Later appointments in Sydney led to her first senior promotion (deputy-headmistress, Fairfield Girls' High School, 1955) and also allowed her to become more active in the New South Wales Teachers' Federation, on whose council she served almost continuously from 1951 to 1968. By the late 1940s the federation was pursuing the goal of equal pay for men and women teachers. At her first meeting as a member of its equal pay committee, Osborne remarked that, although she was deputy-headmistress of a girls' high school, she could not return to her old co-educational school at Glen Innes—except as a lower paid assistant—because women could not be appointed to senior positions at boys' and co-educational schools. Teachers like herself, she said, were professionally ten years behind men with whom they had trained at Teachers' College. At a federation meeting in 1951 she successfully moved that the words 'and opportunity' be inserted after 'equal pay' in a resolution being moved by Lucy Woodcock and Vera Leggett.

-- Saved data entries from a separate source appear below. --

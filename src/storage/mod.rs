// Storage layer: the cache, its snapshot codec and on-disk persistence
use std::fs::File;
use std::hash::Hash;
use std::io::Write;
use std::path::Path;

use serde::de::DeserializeOwned;
use serde::Serialize;

use crate::error::{CacheError, PersistError};

pub mod cache;
pub mod path;
pub mod persist;
pub mod snapshot;

pub use cache::{Pair, RecencyCache};
pub use path::validate_persistence_path;
pub use persist::{CachePersist, DirtyNotifier, PersistStats};
pub use snapshot::{SnapshotRecord, SnapshotSource};

const TEMP_PREFIX: &str = ".ipcache-";
const TEMP_SUFFIX: &str = ".tmp";

/// Replace `path` with `bytes` so readers see either the old file or the
/// complete new one.
///
/// The data goes to a temp file in the same directory, is synced and closed,
/// then renamed over `path`. On any failure the temp file is removed.
pub fn write_atomic(path: &Path, bytes: &[u8]) -> Result<(), PersistError> {
    let dir = path
        .parent()
        .filter(|p| !p.as_os_str().is_empty())
        .unwrap_or_else(|| Path::new("."));
    if path.file_name().is_none() {
        return Err(PersistError::InvalidTarget(path.to_path_buf()));
    }

    // NamedTempFile deletes itself on drop, which covers every early return.
    let mut tmp = tempfile::Builder::new()
        .prefix(TEMP_PREFIX)
        .suffix(TEMP_SUFFIX)
        .tempfile_in(dir)
        .map_err(PersistError::TempFile)?;

    tmp.write_all(bytes).map_err(PersistError::Write)?;
    tmp.as_file().sync_all().map_err(PersistError::Sync)?;

    // Closes the handle; the path is still cleaned up if the rename fails.
    let tmp_path = tmp.into_temp_path();
    tmp_path
        .persist(path)
        .map_err(|e| PersistError::Rename(e.error))?;

    sync_dir(dir);
    Ok(())
}

// Best effort: makes the rename itself durable where the platform allows.
#[cfg(unix)]
fn sync_dir(dir: &Path) {
    if let Ok(handle) = File::open(dir) {
        let _ = handle.sync_all();
    }
}

#[cfg(not(unix))]
fn sync_dir(_dir: &Path) {}

impl<K, V> RecencyCache<K, V>
where
    K: Hash + Eq + Clone + Serialize,
    V: Clone + Serialize,
{
    /// Write a snapshot straight to `path`. A crash mid-write leaves a
    /// broken file; prefer [`RecencyCache::export_to_file_atomic`].
    pub fn export_to_file(&self, path: impl AsRef<Path>) -> Result<(), CacheError> {
        let file = File::create(path.as_ref())?;
        self.export(file)?;
        Ok(())
    }

    /// Write a snapshot to `path` through temp file and rename.
    pub fn export_to_file_atomic(&self, path: impl AsRef<Path>) -> Result<(), PersistError> {
        let bytes = self.export_bytes().map_err(PersistError::Snapshot)?;
        write_atomic(path.as_ref(), &bytes)
    }
}

impl<K, V> RecencyCache<K, V>
where
    K: Hash + Eq + DeserializeOwned,
    V: DeserializeOwned,
{
    /// Load a snapshot file. A missing file is reported as
    /// [`CacheError::Io`] with [`CacheError::is_not_found`] set.
    pub fn import_from_file(&self, path: impl AsRef<Path>) -> Result<(), CacheError> {
        let bytes = std::fs::read(path.as_ref())?;
        self.import_bytes(&bytes)
    }
}

#[cfg(test)]
mod tests {
    use super::*;
    use std::fs;
    use tempfile::TempDir;

    fn sample_cache() -> RecencyCache<String, String> {
        let cache = RecencyCache::new(4).unwrap();
        cache.add("10.0.0.1".to_string(), "CH".to_string());
        cache.add("10.0.0.2".to_string(), "DE".to_string());
        cache.add("10.0.0.3".to_string(), "FR".to_string());
        cache
    }

    fn temp_files(dir: &Path) -> Vec<String> {
        fs::read_dir(dir)
            .unwrap()
            .filter_map(Result::ok)
            .map(|e| e.file_name().to_string_lossy().into_owned())
            .filter(|n| n.starts_with(TEMP_PREFIX))
            .collect()
    }

    #[test]
    fn test_export_import_file() {
        let tmp = TempDir::new().unwrap();
        let file = tmp.path().join("cache.bin");

        let cache = sample_cache();
        let want = cache.keys();
        cache.export_to_file(&file).unwrap();
        assert!(fs::metadata(&file).unwrap().len() > 0);

        cache.purge();
        cache.import_from_file(&file).unwrap();
        assert_eq!(cache.keys(), want);
    }

    #[test]
    fn test_import_missing_file_is_not_found() {
        let tmp = TempDir::new().unwrap();
        let cache = sample_cache();

        let err = cache.import_from_file(tmp.path().join("absent.bin")).unwrap_err();
        assert!(err.is_not_found());
        assert_eq!(cache.len(), 3);
    }

    #[test]
    fn test_atomic_export_replaces_corrupt_file() {
        let tmp = TempDir::new().unwrap();
        let file = tmp.path().join("cache.bin");
        fs::write(&file, b"\x00garbage from an interrupted writer").unwrap();

        let cache = sample_cache();
        cache.get(&"10.0.0.1".to_string());
        cache.export_to_file_atomic(&file).unwrap();

        let restored = RecencyCache::<String, String>::new(2).unwrap();
        restored.import_from_file(&file).unwrap();
        assert_eq!(restored.snapshot(), cache.snapshot());
        assert!(temp_files(tmp.path()).is_empty());
    }

    #[test]
    fn test_write_atomic_failure_leaves_target_alone() {
        let tmp = TempDir::new().unwrap();
        // Renaming a file over a non-empty directory fails everywhere.
        let target = tmp.path().join("occupied");
        fs::create_dir(&target).unwrap();
        fs::write(target.join("inner"), b"x").unwrap();

        let err = write_atomic(&target, b"payload").unwrap_err();
        assert!(matches!(err, PersistError::Rename(_)), "{err}");
        assert!(target.is_dir());
        assert!(temp_files(tmp.path()).is_empty());
    }

    #[test]
    fn test_write_atomic_missing_dir() {
        let tmp = TempDir::new().unwrap();
        let target = tmp.path().join("gone").join("cache.bin");

        let err = write_atomic(&target, b"payload").unwrap_err();
        assert!(matches!(err, PersistError::TempFile(_)));
        assert!(!target.exists());
    }
}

Miss Osborne worked assiduously towards both objectives, writing and presenting radio talks. She represented the federation at seven Australian Council of Trade Unions' congresses and, in 1957, on a deputation to the premier, J. J. Cahill, concerning equality of pay and opportunity. She was senior vice-president (1954-57) of the federation and in 1961 was accorded life membership. As a result of the federation's campaign, supported by other unions, the Industrial Arbitration (Female Rates) Amendment Act (1958) provided, by annual increments over five years, equality of pay for women doing work of the same nature, range and volume as men. Equality of opportunity was also partially introduced by negotiation between the federation and Public Service Board. In 1965 Osborne travelled abroad.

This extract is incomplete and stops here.